Items from a dataset
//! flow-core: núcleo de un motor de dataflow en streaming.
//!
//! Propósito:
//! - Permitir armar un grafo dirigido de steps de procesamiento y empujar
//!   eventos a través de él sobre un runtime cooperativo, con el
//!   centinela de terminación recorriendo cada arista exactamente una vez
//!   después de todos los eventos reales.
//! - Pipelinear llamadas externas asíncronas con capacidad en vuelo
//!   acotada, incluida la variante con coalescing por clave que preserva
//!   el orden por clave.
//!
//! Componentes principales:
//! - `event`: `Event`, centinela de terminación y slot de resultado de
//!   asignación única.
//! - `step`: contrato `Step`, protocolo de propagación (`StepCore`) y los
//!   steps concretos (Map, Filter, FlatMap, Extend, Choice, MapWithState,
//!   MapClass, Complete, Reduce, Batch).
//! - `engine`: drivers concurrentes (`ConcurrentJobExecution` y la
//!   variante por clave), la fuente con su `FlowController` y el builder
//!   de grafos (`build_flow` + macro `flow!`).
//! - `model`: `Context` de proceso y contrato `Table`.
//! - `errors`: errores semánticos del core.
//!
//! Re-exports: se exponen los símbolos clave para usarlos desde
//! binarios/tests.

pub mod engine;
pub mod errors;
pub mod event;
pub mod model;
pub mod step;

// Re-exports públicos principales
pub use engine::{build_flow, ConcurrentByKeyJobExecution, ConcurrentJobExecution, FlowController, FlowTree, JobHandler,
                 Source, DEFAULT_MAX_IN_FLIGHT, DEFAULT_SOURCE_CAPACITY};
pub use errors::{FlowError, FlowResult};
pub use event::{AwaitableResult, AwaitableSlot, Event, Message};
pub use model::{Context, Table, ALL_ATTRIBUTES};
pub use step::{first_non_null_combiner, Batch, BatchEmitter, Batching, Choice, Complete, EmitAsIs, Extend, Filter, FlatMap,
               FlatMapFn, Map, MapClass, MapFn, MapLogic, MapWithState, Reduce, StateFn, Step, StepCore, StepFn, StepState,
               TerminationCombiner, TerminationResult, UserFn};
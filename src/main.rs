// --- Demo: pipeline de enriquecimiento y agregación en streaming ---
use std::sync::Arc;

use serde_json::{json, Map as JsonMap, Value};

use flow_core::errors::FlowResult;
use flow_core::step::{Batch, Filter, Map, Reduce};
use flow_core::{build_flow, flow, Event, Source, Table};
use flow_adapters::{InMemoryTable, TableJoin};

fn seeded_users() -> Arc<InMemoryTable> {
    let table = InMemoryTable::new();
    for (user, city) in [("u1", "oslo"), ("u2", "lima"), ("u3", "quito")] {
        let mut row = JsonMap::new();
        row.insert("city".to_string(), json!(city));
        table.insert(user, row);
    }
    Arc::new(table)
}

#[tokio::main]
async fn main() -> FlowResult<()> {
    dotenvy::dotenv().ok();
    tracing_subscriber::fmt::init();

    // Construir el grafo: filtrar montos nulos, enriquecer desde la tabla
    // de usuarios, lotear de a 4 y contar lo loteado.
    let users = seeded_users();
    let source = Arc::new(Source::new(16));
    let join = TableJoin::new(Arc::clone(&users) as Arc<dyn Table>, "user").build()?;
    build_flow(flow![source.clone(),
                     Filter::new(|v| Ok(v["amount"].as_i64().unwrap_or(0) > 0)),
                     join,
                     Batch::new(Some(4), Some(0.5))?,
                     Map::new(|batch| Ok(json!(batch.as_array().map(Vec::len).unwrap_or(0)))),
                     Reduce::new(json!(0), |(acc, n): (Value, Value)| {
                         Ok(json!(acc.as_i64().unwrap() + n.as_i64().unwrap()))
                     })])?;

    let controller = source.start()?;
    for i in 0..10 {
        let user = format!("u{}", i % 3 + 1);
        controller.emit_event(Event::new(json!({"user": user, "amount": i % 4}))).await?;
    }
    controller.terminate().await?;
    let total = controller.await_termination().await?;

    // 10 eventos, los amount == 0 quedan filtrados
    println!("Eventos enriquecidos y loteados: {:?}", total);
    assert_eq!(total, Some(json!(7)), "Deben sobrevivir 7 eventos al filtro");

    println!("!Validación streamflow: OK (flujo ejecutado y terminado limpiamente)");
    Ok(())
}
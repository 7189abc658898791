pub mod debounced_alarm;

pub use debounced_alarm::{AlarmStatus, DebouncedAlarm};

Required action
Tally the lines of the data that hold the string "Value". Answer with the number and nothing more.

Output
2